For every line in the data below that contains "변환합니다", copy the line.
── MATERIAL PROVIDED
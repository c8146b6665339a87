//! 시세 캐시 통합 테스트.

mod common;

use std::sync::Arc;
use std::time::Duration;

use common::{StubQuoteProvider, StubSession};
use dashboard_core::SessionState;
use dashboard_data::{DataError, PriceCache, PriceCacheConfig};
use rust_decimal::Decimal;

fn engine(state: SessionState) -> (PriceCache, Arc<StubQuoteProvider>, Arc<StubSession>) {
    let provider = StubQuoteProvider::new();
    let session = StubSession::new(state);
    let cache = PriceCache::new(
        PriceCacheConfig::default(),
        provider.clone(),
        session.clone(),
    );
    (cache, provider, session)
}

/// 장중 400ms, 야간 800ms로 줄인 엔진.
fn short_ttl_engine(state: SessionState) -> (PriceCache, Arc<StubQuoteProvider>) {
    let provider = StubQuoteProvider::new();
    let config = PriceCacheConfig {
        regular_ttl: Duration::from_millis(400),
        overnight_ttl: Duration::from_millis(800),
    };
    let cache = PriceCache::new(config, provider.clone(), StubSession::new(state));
    (cache, provider)
}

#[tokio::test]
async fn regular_store_expires_after_its_ttl() {
    let (cache, provider) = short_ttl_engine(SessionState::RegularHours);

    let first = cache.get_quote("AAPL").await.unwrap();
    tokio::time::sleep(Duration::from_millis(200)).await;
    let second = cache.get_quote("AAPL").await.unwrap();
    assert_eq!(first, second);
    assert_eq!(provider.call_count(), 1);

    tokio::time::sleep(Duration::from_millis(300)).await;
    let third = cache.get_quote("AAPL").await.unwrap();
    assert_eq!(provider.call_count(), 2);
    assert_ne!(first.price, third.price);
}

#[tokio::test]
async fn overnight_entries_use_overnight_ttl() {
    let (cache, provider) = short_ttl_engine(SessionState::Closed);

    cache.get_quote("BTC-USD").await.unwrap();
    // 장중 TTL은 지났지만 야간 TTL 안
    tokio::time::sleep(Duration::from_millis(500)).await;
    cache.get_quote("BTC-USD").await.unwrap();
    assert_eq!(provider.call_count(), 1);

    tokio::time::sleep(Duration::from_millis(400)).await;
    cache.get_quote("BTC-USD").await.unwrap();
    assert_eq!(provider.call_count(), 2);
}

#[tokio::test]
async fn session_switch_flushes_other_store() {
    let (cache, provider, session) = engine(SessionState::RegularHours);

    cache.get_quote("AAPL").await.unwrap();
    cache.get_quote("MSFT").await.unwrap();
    assert_eq!(cache.store_sizes().await, (2, 0));

    session.set(SessionState::Closed);
    cache.get_quote("AAPL").await.unwrap();
    assert_eq!(cache.store_sizes().await, (0, 1));
    assert_eq!(provider.call_count(), 3);

    // 장 재개 시 야간 저장소가 비워지고 다시 조회
    session.set(SessionState::PreMarket);
    cache.get_quote("AAPL").await.unwrap();
    assert_eq!(cache.store_sizes().await, (1, 0));
    assert_eq!(provider.call_count(), 4);
}

#[tokio::test]
async fn open_sessions_share_regular_store() {
    let (cache, provider, session) = engine(SessionState::PreMarket);

    cache.get_quote("TSLA").await.unwrap();
    session.set(SessionState::RegularHours);
    cache.get_quote("TSLA").await.unwrap();
    session.set(SessionState::AfterHours);
    cache.get_quote("TSLA").await.unwrap();

    assert_eq!(provider.call_count(), 1);
}

#[tokio::test]
async fn empty_provider_response_yields_zeroed_snapshot() {
    let (cache, provider, _) = engine(SessionState::RegularHours);
    provider.empty_symbol("ZZZZ");

    let quote = cache.get_quote("ZZZZ").await.unwrap();

    assert_eq!(quote.name, "ZZZZ");
    assert_eq!(quote.price, Decimal::ZERO);
    assert_eq!(quote.day_low, Decimal::ZERO);
    assert_eq!(quote.day_high, Decimal::ZERO);
    assert_eq!(quote.volume, 0);
    assert_eq!(quote.change, Decimal::ZERO);
    assert_eq!(quote.change_percent, 0.0);
}

#[tokio::test]
async fn fetch_failure_is_not_cached() {
    let (cache, provider, _) = engine(SessionState::RegularHours);
    provider.fail_symbol("AAPL");

    let err = cache.get_quote("AAPL").await.unwrap_err();
    assert!(matches!(err, DataError::QuoteFetch { .. }));
    assert_eq!(cache.store_sizes().await, (0, 0));

    provider.recover_symbol("AAPL");
    assert!(cache.get_quote("AAPL").await.is_ok());
    assert_eq!(provider.call_count(), 2);
}

#[tokio::test]
async fn get_quotes_skips_failures() {
    let (cache, provider, _) = engine(SessionState::RegularHours);
    provider.fail_symbol("TWTR");

    let quotes = cache.get_quotes(&["GOOG", "TWTR", "AMZN"]).await;
    let symbols: Vec<&str> = quotes.iter().map(|q| q.symbol.as_str()).collect();
    assert_eq!(symbols, vec!["GOOG", "AMZN"]);
}

#[tokio::test]
async fn blank_symbol_is_invalid() {
    let (cache, provider, _) = engine(SessionState::RegularHours);
    assert!(matches!(
        cache.get_quote("  ").await,
        Err(DataError::InvalidInput(_))
    ));
    assert_eq!(provider.call_count(), 0);
}

#[tokio::test]
async fn shutdown_flushes_both_stores() {
    let (cache, _, session) = engine(SessionState::RegularHours);
    cache.get_quote("AAPL").await.unwrap();
    session.set(SessionState::Closed);

    cache.shutdown().await;
    cache.shutdown().await;
    assert_eq!(cache.store_sizes().await, (0, 0));
}
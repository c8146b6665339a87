//! 거래 세션 분류기.
//!
//! 임의의 시각을 거래소 현지 시간(기준 시간대)으로 변환한 뒤
//! 시각(time-of-day)만으로 네 가지 세션 중 하나로 분류합니다.
//!
//! ```text
//!  00:00        07:00          09:30          16:00        17:00        24:00
//!    │  Closed    │  PreMarket   │ RegularHours │ AfterHours │  Closed    │
//! ```
//!
//! 각 세션은 `[시작, 종료)` 반구간입니다. 날짜(주말/공휴일)는 보지 않습니다.

use chrono::{DateTime, NaiveTime, TimeZone, Utc};
use chrono_tz::Tz;
use serde::{Deserialize, Serialize};
use std::fmt;

use crate::config::SessionConfig;
use crate::error::{CoreError, CoreResult};

/// 경계 시각 파싱 형식.
const TIME_LAYOUT: &str = "%H:%M:%S";

/// 거래 세션 상태.
#[derive(Debug, Clone, Copy, PartialEq, Eq, Hash, Serialize, Deserialize)]
#[serde(rename_all = "snake_case")]
pub enum SessionState {
    /// 프리마켓
    PreMarket,
    /// 정규장
    RegularHours,
    /// 애프터마켓
    AfterHours,
    /// 장 마감 (야간 포함)
    Closed,
}

impl SessionState {
    /// 장 마감 상태인지 확인합니다.
    pub fn is_closed(&self) -> bool {
        matches!(self, SessionState::Closed)
    }

    /// 화면 표시용 이름.
    pub fn label(&self) -> &'static str {
        match self {
            SessionState::PreMarket => "Pre-market hours",
            SessionState::RegularHours => "Market hours",
            SessionState::AfterHours => "After-market hours",
            SessionState::Closed => "Overnight hours",
        }
    }

    /// 기계 판독용 코드.
    pub fn code(&self) -> &'static str {
        match self {
            SessionState::PreMarket => "pre_market",
            SessionState::RegularHours => "regular_hours",
            SessionState::AfterHours => "after_hours",
            SessionState::Closed => "closed",
        }
    }
}

impl fmt::Display for SessionState {
    fn fmt(&self, f: &mut fmt::Formatter<'_>) -> fmt::Result {
        write!(f, "{}", self.label())
    }
}

/// 현재 세션 조회 트레잇.
///
/// 캐시 엔진은 이 트레잇을 통해 현재 세션을 조회하므로
/// 테스트에서 고정된 세션으로 대체할 수 있습니다.
pub trait SessionSource: Send + Sync {
    /// 현재 시각의 세션.
    fn current_session(&self) -> SessionState;
}

/// 하루 세션 경계 (기준 시간대의 시각).
#[derive(Debug, Clone, Copy, PartialEq, Eq)]
pub struct SessionSchedule {
    pub pre_market_start: NaiveTime,
    pub market_start: NaiveTime,
    pub market_end: NaiveTime,
    pub after_market_end: NaiveTime,
}

impl SessionSchedule {
    /// 시각 문자열에서 경계를 생성합니다.
    ///
    /// 경계는 엄격하게 증가해야 합니다.
    pub fn parse(
        pre_market_start: &str,
        market_start: &str,
        market_end: &str,
        after_market_end: &str,
    ) -> CoreResult<Self> {
        let schedule = Self {
            pre_market_start: parse_boundary("pre_market_start", pre_market_start)?,
            market_start: parse_boundary("market_start", market_start)?,
            market_end: parse_boundary("market_end", market_end)?,
            after_market_end: parse_boundary("after_market_end", after_market_end)?,
        };

        if !(schedule.pre_market_start < schedule.market_start
            && schedule.market_start < schedule.market_end
            && schedule.market_end < schedule.after_market_end)
        {
            return Err(CoreError::Config(format!(
                "세션 경계가 순서대로 증가하지 않음: {} < {} < {} < {}",
                pre_market_start, market_start, market_end, after_market_end
            )));
        }

        Ok(schedule)
    }

    /// 시각을 세션으로 분류합니다.
    pub fn classify_time(&self, time: NaiveTime) -> SessionState {
        if time < self.pre_market_start || time >= self.after_market_end {
            SessionState::Closed
        } else if time < self.market_start {
            SessionState::PreMarket
        } else if time < self.market_end {
            SessionState::RegularHours
        } else {
            SessionState::AfterHours
        }
    }
}

fn parse_boundary(name: &str, value: &str) -> CoreResult<NaiveTime> {
    NaiveTime::parse_from_str(value, TIME_LAYOUT).map_err(|e| {
        CoreError::Config(format!("세션 경계 파싱 실패 ({} = {:?}): {}", name, value, e))
    })
}

fn parse_timezone(name: &str) -> CoreResult<Tz> {
    name.parse::<Tz>()
        .map_err(|e| CoreError::Config(format!("시간대 해석 실패 ({}): {}", name, e)))
}

/// 거래 세션 분류기.
///
/// 생성 후에는 상태가 바뀌지 않으므로 `Arc`로 자유롭게 공유합니다.
#[derive(Debug, Clone)]
pub struct SessionClassifier {
    reference_tz: Tz,
    display_tz: Tz,
    schedule: SessionSchedule,
}

impl SessionClassifier {
    /// 설정에서 분류기를 생성합니다.
    ///
    /// # Errors
    /// 시간대를 해석할 수 없거나 경계 시각이 잘못되면 `CoreError::Config`.
    pub fn new(config: &SessionConfig) -> CoreResult<Self> {
        let reference_tz = parse_timezone(&config.timezone)?;
        let display_tz = parse_timezone(&config.display_timezone)?;
        let schedule = SessionSchedule::parse(
            &config.pre_market_start,
            &config.market_start,
            &config.market_end,
            &config.after_market_end,
        )?;

        tracing::debug!(
            timezone = %reference_tz,
            pre_market_start = %schedule.pre_market_start,
            market_start = %schedule.market_start,
            market_end = %schedule.market_end,
            after_market_end = %schedule.after_market_end,
            "세션 분류기 생성"
        );

        Ok(Self {
            reference_tz,
            display_tz,
            schedule,
        })
    }

    /// 기준 시간대.
    pub fn reference_tz(&self) -> Tz {
        self.reference_tz
    }

    /// 세션 경계.
    pub fn schedule(&self) -> &SessionSchedule {
        &self.schedule
    }

    /// 시각을 기준 시간대로 변환합니다.
    pub fn to_reference<T: TimeZone>(&self, instant: &DateTime<T>) -> DateTime<Tz> {
        instant.with_timezone(&self.reference_tz)
    }

    /// 시각을 표시용 시간대로 변환합니다.
    pub fn to_display<T: TimeZone>(&self, instant: &DateTime<T>) -> DateTime<Tz> {
        instant.with_timezone(&self.display_tz)
    }

    /// 시각을 세션으로 분류합니다.
    ///
    /// 호출자의 시간대와 관계없이 기준 시간대의 벽시계 시각으로 비교합니다.
    pub fn classify<T: TimeZone>(&self, instant: &DateTime<T>) -> SessionState {
        self.schedule
            .classify_time(self.to_reference(instant).time())
    }
}

impl SessionSource for SessionClassifier {
    fn current_session(&self) -> SessionState {
        self.classify(&Utc::now())
    }
}
//! 캐싱 레이어.
//!
//! - TTL 저장소: 엔진들이 공유하는 만료 기반 키-값 저장소
//! - 차트 캐시: 디스크 차트 이미지 + 세션 기반 백그라운드 갱신
//! - 시세 캐시: 장중/야간 저장소 교대
//! - 공포/탐욕 지수 캐시: 분류별 이미지 URL

pub mod chart;
pub mod price;
pub mod sentiment;
pub mod store;

pub use chart::{ChartCache, ChartCacheConfig, ChartEntry, RefreshStats};
pub use price::{PriceCache, PriceCacheConfig};
pub use sentiment::SentimentCache;
pub use store::TtlStore;
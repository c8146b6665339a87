//! API 에러 응답.
//!
//! 캐시 엔진 에러를 HTTP 상태 코드와 JSON 본문으로 변환합니다.
//!
//! ```json
//! { "code": "NOT_FOUND", "message": "Not found: 차트 캐시 없음: AAPL/1mo/1d" }
//! ```

use axum::{
    http::StatusCode,
    response::{IntoResponse, Response},
    Json,
};
use dashboard_data::DataError;
use serde::{Deserialize, Serialize};
use tracing::{error, warn};

/// API 에러 응답 본문.
#[derive(Debug, Clone, Serialize, Deserialize)]
pub struct ApiErrorResponse {
    /// 에러 코드 (예: "INVALID_INPUT", "NOT_FOUND")
    pub code: String,
    /// 사람이 읽을 수 있는 메시지
    pub message: String,
}

impl ApiErrorResponse {
    pub fn new(code: impl Into<String>, message: impl Into<String>) -> Self {
        Self {
            code: code.into(),
            message: message.into(),
        }
    }
}

/// 핸들러 에러.
#[derive(Debug)]
pub struct ApiError {
    pub status: StatusCode,
    pub body: ApiErrorResponse,
}

impl ApiError {
    pub fn new(status: StatusCode, code: &str, message: impl Into<String>) -> Self {
        Self {
            status,
            body: ApiErrorResponse::new(code, message),
        }
    }

    pub fn not_found(message: impl Into<String>) -> Self {
        Self::new(StatusCode::NOT_FOUND, "NOT_FOUND", message)
    }
}

impl From<DataError> for ApiError {
    fn from(err: DataError) -> Self {
        let (status, code) = match &err {
            DataError::InvalidInput(_) => (StatusCode::BAD_REQUEST, "INVALID_INPUT"),
            DataError::UnknownCategory(_) => (StatusCode::BAD_REQUEST, "UNKNOWN_CATEGORY"),
            DataError::NotFound(_) => (StatusCode::NOT_FOUND, "NOT_FOUND"),
            DataError::Generation { .. } => (StatusCode::BAD_GATEWAY, "GENERATION_FAILED"),
            DataError::QuoteFetch { .. } => (StatusCode::BAD_GATEWAY, "QUOTE_FETCH_FAILED"),
            DataError::SentimentFetch { .. } => {
                (StatusCode::BAD_GATEWAY, "SENTIMENT_FETCH_FAILED")
            }
            DataError::Config(_) => (StatusCode::INTERNAL_SERVER_ERROR, "CONFIG_ERROR"),
            DataError::Io(_) => (StatusCode::INTERNAL_SERVER_ERROR, "IO_ERROR"),
        };

        if status.is_server_error() {
            error!(code, error = %err, "요청 처리 실패");
        } else {
            warn!(code, error = %err, "잘못된 요청");
        }

        Self::new(status, code, err.to_string())
    }
}

impl IntoResponse for ApiError {
    fn into_response(self) -> Response {
        (self.status, Json(self.body)).into_response()
    }
}

/// 핸들러 Result 타입 별칭.
pub type ApiResult<T> = Result<T, ApiError>;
────
=== SOLUTION FOR THIS PROBLEM ===
    /// 시각을 기준 시간대로 변환합니다.
    /// 시각을 표시용 시간대로 변환합니다.
//! 캐시 엔진 에러를 HTTP 상태 코드와 JSON 본문으로 변환합니다.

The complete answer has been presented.